Hartmut Fähndrich (born 14 October 1944) is a German scholar and translator, specialising in translation of Arabic literature into German. He was born in Tübingen and studied at the universities of Tübingen, Münster, and UCLA. He obtained an MA in comparative literature and a PhD in Islamic studies from UCLA. In 1972, he moved to Switzerland where he has lived ever since. He has taught at the University of Bern and the Swiss Federal Institute of Technology in Zürich.

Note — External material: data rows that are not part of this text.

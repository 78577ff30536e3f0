//! Onboarding steps — the fixed, ordered set of readiness checks.

use serde::{Deserialize, Serialize};

/// The seven readiness checks, in display order.
#[derive(Debug, Clone, Copy, PartialEq, Eq, Hash, Serialize, Deserialize)]
#[serde(rename_all = "snake_case")]
pub enum OnboardingStep {
    EmailVerified,
    BusinessTypeSelected,
    MailboxConnected,
    BusinessInfoProvided,
    WorkflowDeployed,
    WorkflowVerified,
    FirstExecutionObserved,
}

impl OnboardingStep {
    /// All steps in their fixed order.
    pub const ALL: [OnboardingStep; 7] = [
        Self::EmailVerified,
        Self::BusinessTypeSelected,
        Self::MailboxConnected,
        Self::BusinessInfoProvided,
        Self::WorkflowDeployed,
        Self::WorkflowVerified,
        Self::FirstExecutionObserved,
    ];
}

impl std::fmt::Display for OnboardingStep {
    fn fmt(&self, f: &mut std::fmt::Formatter<'_>) -> std::fmt::Result {
        let s = match self {
            Self::EmailVerified => "email_verified",
            Self::BusinessTypeSelected => "business_type_selected",
            Self::MailboxConnected => "mailbox_connected",
            Self::BusinessInfoProvided => "business_info_provided",
            Self::WorkflowDeployed => "workflow_deployed",
            Self::WorkflowVerified => "workflow_verified",
            Self::FirstExecutionObserved => "first_execution_observed",
        };
        write!(f, "{s}")
    }
}

/// Outcome of one readiness check. Recomputed on every validation.
#[derive(Debug, Clone, Serialize, Deserialize)]
pub struct StepResult {
    pub step: OnboardingStep,
    pub completed: bool,
    pub message: String,
    #[serde(skip_serializing_if = "Option::is_none")]
    pub detail: Option<String>,
}

impl StepResult {
    pub fn complete(step: OnboardingStep, message: impl Into<String>) -> Self {
        Self {
            step,
            completed: true,
            message: message.into(),
            detail: None,
        }
    }

    pub fn incomplete(step: OnboardingStep, message: impl Into<String>) -> Self {
        Self {
            step,
            completed: false,
            message: message.into(),
            detail: None,
        }
    }

    pub fn with_detail(mut self, detail: impl Into<String>) -> Self {
        self.detail = Some(detail.into());
        self
    }
}

/// Aggregated validation result.
#[derive(Debug, Clone, Serialize, Deserialize)]
pub struct CompletionReport {
    pub steps: Vec<StepResult>,
    /// Completed steps as a percentage of all steps.
    pub completion_rate: f32,
    pub complete: bool,
}

impl CompletionReport {
    pub fn step(&self, step: OnboardingStep) -> Option<&StepResult> {
        self.steps.iter().find(|s| s.step == step)
    }
}
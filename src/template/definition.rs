//! Workflow definition — the node graph shipped to the external engine.
//!
//! Definitions are produced fresh per deployment and never mutated in
//! place; a config change produces a new definition and a new deployment.

use std::collections::BTreeMap;

use serde::{Deserialize, Serialize};

/// The node types the generated automation uses.
#[derive(Debug, Clone, Copy, PartialEq, Eq, Serialize, Deserialize)]
#[serde(rename_all = "snake_case")]
pub enum NodeKind {
    /// Mailbox poll trigger.
    Trigger,
    /// Keyword-driven category decision.
    Categorizer,
    /// Per-category routing condition.
    Branch,
    /// Applies the mailbox label for the decided category.
    AssignLabel,
    /// Notifies the configured team addresses.
    Notify,
}

/// A single node in the workflow graph.
#[derive(Debug, Clone, PartialEq, Serialize, Deserialize)]
#[serde(rename_all = "camelCase")]
pub struct Node {
    /// Stable node id, referenced by connections.
    pub id: String,
    pub name: String,
    pub kind: NodeKind,
    pub parameters: serde_json::Value,
}

/// A directed graph of typed nodes with named connections.
///
/// `connections` maps a source node id to its successors. A `BTreeMap`
/// keeps serialization order stable so identical inputs serialize to
/// identical bytes.
#[derive(Debug, Clone, PartialEq, Serialize, Deserialize)]
#[serde(rename_all = "camelCase")]
pub struct WorkflowDefinition {
    pub name: String,
    pub nodes: Vec<Node>,
    pub connections: BTreeMap<String, Vec<String>>,
    pub settings: serde_json::Value,
}

impl WorkflowDefinition {
    /// Look up a node by id.
    pub fn node(&self, id: &str) -> Option<&Node> {
        self.nodes.iter().find(|n| n.id == id)
    }

    /// Look up a node by id, mutably.
    pub fn node_mut(&mut self, id: &str) -> Option<&mut Node> {
        self.nodes.iter_mut().find(|n| n.id == id)
    }
}
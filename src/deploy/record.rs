//! Deployment lifecycle record and status state machine.

use chrono::{DateTime, Utc};
use serde::{Deserialize, Serialize};

use crate::automation::AutomationConfig;

/// Status of a user's deployment on the external engine.
#[derive(Debug, Clone, Copy, PartialEq, Eq, Hash, Serialize, Deserialize)]
#[serde(rename_all = "snake_case")]
pub enum DeploymentStatus {
    /// Creation in progress (or being retried).
    Deploying,
    /// Created on the engine, synthetic verification pending.
    Testing,
    /// Verified and running.
    Active,
    /// Engine reports the workflow deactivated.
    Inactive,
    /// All attempts exhausted; operator paged.
    Failed,
    /// Paused pending mailbox re-authorization.
    NeedsReauth,
}

impl DeploymentStatus {
    /// Check if a transition from `self` to `target` is valid.
    ///
    /// Status only moves forward along the deployment lifecycle — in
    /// particular, nothing reaches `Active` without passing `Testing`.
    pub fn can_transition_to(&self, target: DeploymentStatus) -> bool {
        use DeploymentStatus::*;

        matches!(
            (self, target),
            // Deploy path
            (Deploying, Testing) | (Testing, Active) |
            // Verification failure sends the attempt back
            (Testing, Deploying) |
            // Exhausted retries
            (Deploying, Failed) | (Testing, Failed) |
            // Supervision
            (Active, Inactive) | (Inactive, Active) |
            (Active, NeedsReauth) | (Inactive, NeedsReauth) |
            // Credentials restored, sweep reactivated
            (NeedsReauth, Active)
        )
    }

    /// Whether this is a terminal state requiring manual intervention.
    pub fn is_terminal(&self) -> bool {
        matches!(self, Self::Failed)
    }

    /// Whether the deployment is verified and running.
    pub fn is_healthy(&self) -> bool {
        matches!(self, Self::Active)
    }
}

impl std::fmt::Display for DeploymentStatus {
    fn fmt(&self, f: &mut std::fmt::Formatter<'_>) -> std::fmt::Result {
        let s = match self {
            Self::Deploying => "deploying",
            Self::Testing => "testing",
            Self::Active => "active",
            Self::Inactive => "inactive",
            Self::Failed => "failed",
            Self::NeedsReauth => "needs_reauth",
        };
        write!(f, "{s}")
    }
}

/// The lifecycle record tracking one user's single workflow instance.
///
/// Upserted keyed by `user_id`; a redeploy replaces the previous record.
#[derive(Debug, Clone, Serialize, Deserialize)]
pub struct DeploymentRecord {
    pub user_id: String,
    pub workflow_id: String,
    pub name: String,
    pub status: DeploymentStatus,
    /// The config actually deployed — not the latest config, to avoid
    /// drift if the config changes mid-deployment.
    pub config_snapshot: AutomationConfig,
    pub last_error: Option<String>,
    pub deployed_at: DateTime<Utc>,
    pub updated_at: DateTime<Utc>,
}

impl DeploymentRecord {
    /// Record created on first successful external creation, verification
    /// still pending.
    pub fn new(
        user_id: impl Into<String>,
        workflow_id: impl Into<String>,
        name: impl Into<String>,
        config_snapshot: AutomationConfig,
    ) -> Self {
        let now = Utc::now();
        Self {
            user_id: user_id.into(),
            workflow_id: workflow_id.into(),
            name: name.into(),
            status: DeploymentStatus::Testing,
            config_snapshot,
            last_error: None,
            deployed_at: now,
            updated_at: now,
        }
    }

    /// Transition to a new status, rejecting moves the lifecycle does not
    /// allow.
    pub fn transition_to(&mut self, status: DeploymentStatus) -> Result<(), String> {
        if !self.status.can_transition_to(status) {
            return Err(format!(
                "Cannot transition deployment from {} to {}",
                self.status, status
            ));
        }
        self.status = status;
        self.updated_at = Utc::now();
        Ok(())
    }
}
use std::sync::Arc;
use std::sync::atomic::{AtomicBool, Ordering};

use mailflow::config::MonitorConfig;
use mailflow::deploy::UserLocks;
use mailflow::engine::{EngineClient, EngineConfig, HttpEngineClient};
use mailflow::monitor::{spawn_sweep_ticker, MonitorDeps, RecoveryMonitor};
use mailflow::notify::{LogNotifier, Notifier, SmtpConfig, SmtpNotifier};
use mailflow::store::{Database, LibSqlBackend};

#[tokio::main]
async fn main() -> anyhow::Result<()> {
    // Install rustls crypto provider before any TLS usage
    rustls::crypto::ring::default_provider()
        .install_default()
        .expect("Failed to install rustls crypto provider");

    // Initialize tracing
    tracing_subscriber::fmt()
        .with_env_filter(
            tracing_subscriber::EnvFilter::try_from_default_env()
                .unwrap_or_else(|_| tracing_subscriber::EnvFilter::new("info")),
        )
        .with_target(false)
        .init();

    eprintln!("📬 Mailflow v{}", env!("CARGO_PKG_VERSION"));

    // ── Engine client ────────────────────────────────────────────────
    let engine_config = EngineConfig::from_env().unwrap_or_else(|e| {
        eprintln!("Error: {e}");
        eprintln!("  export ENGINE_BASE_URL=https://engine.example.com/api/v1");
        eprintln!("  export ENGINE_API_KEY=...");
        std::process::exit(1);
    });
    eprintln!("   Engine: {}", engine_config.base_url);
    let engine: Arc<dyn EngineClient> = Arc::new(HttpEngineClient::new(engine_config)?);

    // ── Database ─────────────────────────────────────────────────────
    let db_path =
        std::env::var("MAILFLOW_DB_PATH").unwrap_or_else(|_| "./data/mailflow.db".to_string());
    let db: Arc<dyn Database> = Arc::new(
        LibSqlBackend::new_local(std::path::Path::new(&db_path))
            .await
            .unwrap_or_else(|e| {
                eprintln!("Error: Failed to open database at {db_path}: {e}");
                std::process::exit(1);
            }),
    );
    eprintln!("   Database: {db_path}");

    // ── Notifications ────────────────────────────────────────────────
    let notifier: Arc<dyn Notifier> = match SmtpConfig::from_env() {
        Some(smtp) => {
            eprintln!("   Notifications: SMTP via {}", smtp.host);
            Arc::new(SmtpNotifier::new(smtp))
        }
        None => {
            eprintln!("   Notifications: log only (SMTP_HOST not set)");
            Arc::new(LogNotifier)
        }
    };

    // The deploy orchestrator is driven programmatically by the onboarding
    // route layer; this daemon's job is supervision.
    let locks = Arc::new(UserLocks::new());

    // ── Recovery monitor ─────────────────────────────────────────────
    let monitor_config = MonitorConfig::from_env();
    eprintln!(
        "   Sweep: every {}s (max {} concurrent)\n",
        monitor_config.sweep_interval.as_secs(),
        monitor_config.sweep_concurrency
    );
    let monitor = Arc::new(RecoveryMonitor::new(
        monitor_config,
        MonitorDeps {
            engine,
            db,
            notifier,
            locks,
        },
    ));

    let shutdown = Arc::new(AtomicBool::new(false));
    let ticker = spawn_sweep_ticker(Arc::clone(&monitor), Arc::clone(&shutdown));

    tokio::signal::ctrl_c().await?;
    tracing::info!("Shutdown signal received");
    shutdown.store(true, Ordering::Relaxed);
    ticker.abort();

    Ok(())
}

Fähndrich has translated more than 50 book-length works and numerous other shorter pieces. His first translated work was Wild Thorns (German title: Der Feigenkaktus) by Sahar Khalifeh in 1983. Since then he has translated books by many of the most important Arabic writers, from Naguib Mahfouz to Alaa al-Aswany. A partial list of these writers is provided below; the full list can be found here (PDF).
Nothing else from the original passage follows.